WHAT YOU WILL DO
From the first line of the entries below, reproduce everything exactly through the line with "connection is built", and nothing more.

####################

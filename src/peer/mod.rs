//! WebRTC negotiation
//!
//! Everything that touches webrtc-rs peer connections lives here:
//!
//! - [`validate_offer`] rejects offers without VP8/Opus before any peer
//!   connection is built
//! - [`PeerFactory`] negotiates a peer connection and returns its answer and
//!   [`Session`](crate::session::Session)
//! - [`WebRtcTrack`], [`RemoteTrack`] and [`PeerFeedback`] adapt webrtc-rs
//!   tracks to the relay seams

pub mod factory;
pub mod sdp;
pub mod track;

pub use factory::{map_connection_state, Negotiated, PeerFactory, PeerSettings};
pub use sdp::{validate_offer, OfferSummary};
pub use track::{PeerFeedback, RemoteTrack, TrackFlavor, WebRtcTrack};
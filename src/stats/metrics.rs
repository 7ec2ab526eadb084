//! Statistics for sessions and the relay as a whole
//!
//! Counters are atomics so delivery tasks can update them without locking.
//! [`SessionStats::snapshot`] and [`RelayStats::snapshot`] produce plain
//! serializable copies for logging and the `/stats` endpoint.

use std::sync::atomic::{AtomicU64, Ordering};
use std::time::{Duration, Instant};

use serde::Serialize;

/// Per-session counters
#[derive(Debug)]
pub struct SessionStats {
    started_at: Instant,
    video_frames: AtomicU64,
    audio_frames: AtomicU64,
    bytes_sent: AtomicU64,
    failed_writes: AtomicU64,
}

/// Point-in-time copy of [`SessionStats`]
#[derive(Debug, Clone, Default, Serialize, PartialEq, Eq)]
pub struct SessionStatsSnapshot {
    /// Video frames or packets written
    pub video_frames: u64,
    /// Audio frames or packets written
    pub audio_frames: u64,
    /// Total payload bytes written
    pub bytes_sent: u64,
    /// Writes that failed or timed out
    pub failed_writes: u64,
    /// Time since the session was created
    #[serde(with = "duration_ms")]
    pub duration: Duration,
}

impl SessionStats {
    /// Create new stats tracker
    pub fn new() -> Self {
        Self {
            started_at: Instant::now(),
            video_frames: AtomicU64::new(0),
            audio_frames: AtomicU64::new(0),
            bytes_sent: AtomicU64::new(0),
            failed_writes: AtomicU64::new(0),
        }
    }

    /// Record a successful write
    pub fn on_write(&self, is_video: bool, bytes: usize) {
        if is_video {
            self.video_frames.fetch_add(1, Ordering::Relaxed);
        } else {
            self.audio_frames.fetch_add(1, Ordering::Relaxed);
        }
        self.bytes_sent.fetch_add(bytes as u64, Ordering::Relaxed);
    }

    /// Record a failed write
    pub fn on_failure(&self) {
        self.failed_writes.fetch_add(1, Ordering::Relaxed);
    }

    pub fn snapshot(&self) -> SessionStatsSnapshot {
        SessionStatsSnapshot {
            video_frames: self.video_frames.load(Ordering::Relaxed),
            audio_frames: self.audio_frames.load(Ordering::Relaxed),
            bytes_sent: self.bytes_sent.load(Ordering::Relaxed),
            failed_writes: self.failed_writes.load(Ordering::Relaxed),
            duration: self.started_at.elapsed(),
        }
    }
}

impl Default for SessionStats {
    fn default() -> Self {
        Self::new()
    }
}

/// Relay-wide counters
#[derive(Debug)]
pub struct RelayStats {
    started_at: Instant,
    sessions_created: AtomicU64,
    frames_broadcast: AtomicU64,
    writes_delivered: AtomicU64,
    writes_failed: AtomicU64,
    writes_skipped: AtomicU64,
    writes_dropped: AtomicU64,
    playback_passes: AtomicU64,
}

/// Point-in-time copy of [`RelayStats`]
#[derive(Debug, Clone, Default, Serialize, PartialEq, Eq)]
pub struct RelayStatsSnapshot {
    /// Sessions negotiated since start
    pub sessions_created: u64,
    /// Frames handed to the fan-out engine
    pub frames_broadcast: u64,
    /// Successful per-session writes
    pub writes_delivered: u64,
    /// Failed per-session writes
    pub writes_failed: u64,
    /// Sessions passed over because they were not connected
    pub writes_skipped: u64,
    /// Frames dropped because a session's outbound queue was full
    pub writes_dropped: u64,
    /// Completed playback passes over the stored container
    pub playback_passes: u64,
    /// Time since the relay started
    #[serde(with = "duration_ms")]
    pub uptime: Duration,
}

impl RelayStats {
    pub fn new() -> Self {
        Self {
            started_at: Instant::now(),
            sessions_created: AtomicU64::new(0),
            frames_broadcast: AtomicU64::new(0),
            writes_delivered: AtomicU64::new(0),
            writes_failed: AtomicU64::new(0),
            writes_skipped: AtomicU64::new(0),
            writes_dropped: AtomicU64::new(0),
            playback_passes: AtomicU64::new(0),
        }
    }

    pub fn on_session_created(&self) {
        self.sessions_created.fetch_add(1, Ordering::Relaxed);
    }

    /// Record one broadcast; write outcomes are reported by the writers
    pub fn on_broadcast(&self, skipped: usize, dropped: usize) {
        self.frames_broadcast.fetch_add(1, Ordering::Relaxed);
        self.writes_skipped.fetch_add(skipped as u64, Ordering::Relaxed);
        self.writes_dropped.fetch_add(dropped as u64, Ordering::Relaxed);
    }

    pub fn on_write_delivered(&self) {
        self.writes_delivered.fetch_add(1, Ordering::Relaxed);
    }

    pub fn on_write_failed(&self) {
        self.writes_failed.fetch_add(1, Ordering::Relaxed);
    }

    pub fn on_write_skipped(&self) {
        self.writes_skipped.fetch_add(1, Ordering::Relaxed);
    }

    pub fn on_playback_pass(&self) {
        self.playback_passes.fetch_add(1, Ordering::Relaxed);
    }

    pub fn snapshot(&self) -> RelayStatsSnapshot {
        RelayStatsSnapshot {
            sessions_created: self.sessions_created.load(Ordering::Relaxed),
            frames_broadcast: self.frames_broadcast.load(Ordering::Relaxed),
            writes_delivered: self.writes_delivered.load(Ordering::Relaxed),
            writes_failed: self.writes_failed.load(Ordering::Relaxed),
            writes_skipped: self.writes_skipped.load(Ordering::Relaxed),
            writes_dropped: self.writes_dropped.load(Ordering::Relaxed),
            playback_passes: self.playback_passes.load(Ordering::Relaxed),
            uptime: self.started_at.elapsed(),
        }
    }
}

impl Default for RelayStats {
    fn default() -> Self {
        Self::new()
    }
}

mod duration_ms {
    use std::time::Duration;

    use serde::Serializer;

    pub fn serialize<S: Serializer>(duration: &Duration, serializer: S) -> Result<S::Ok, S::Error> {
        serializer.serialize_u64(duration.as_millis() as u64)
    }
}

####################

YOUR SOLUTION
filename src/peer/mod.rs
//! WebRTC negotiation
//!
//! Everything that touches webrtc-rs peer connections lives here:
//!
//! - [`validate_offer`] rejects offers without VP8/Opus before any peer
//!   connection is built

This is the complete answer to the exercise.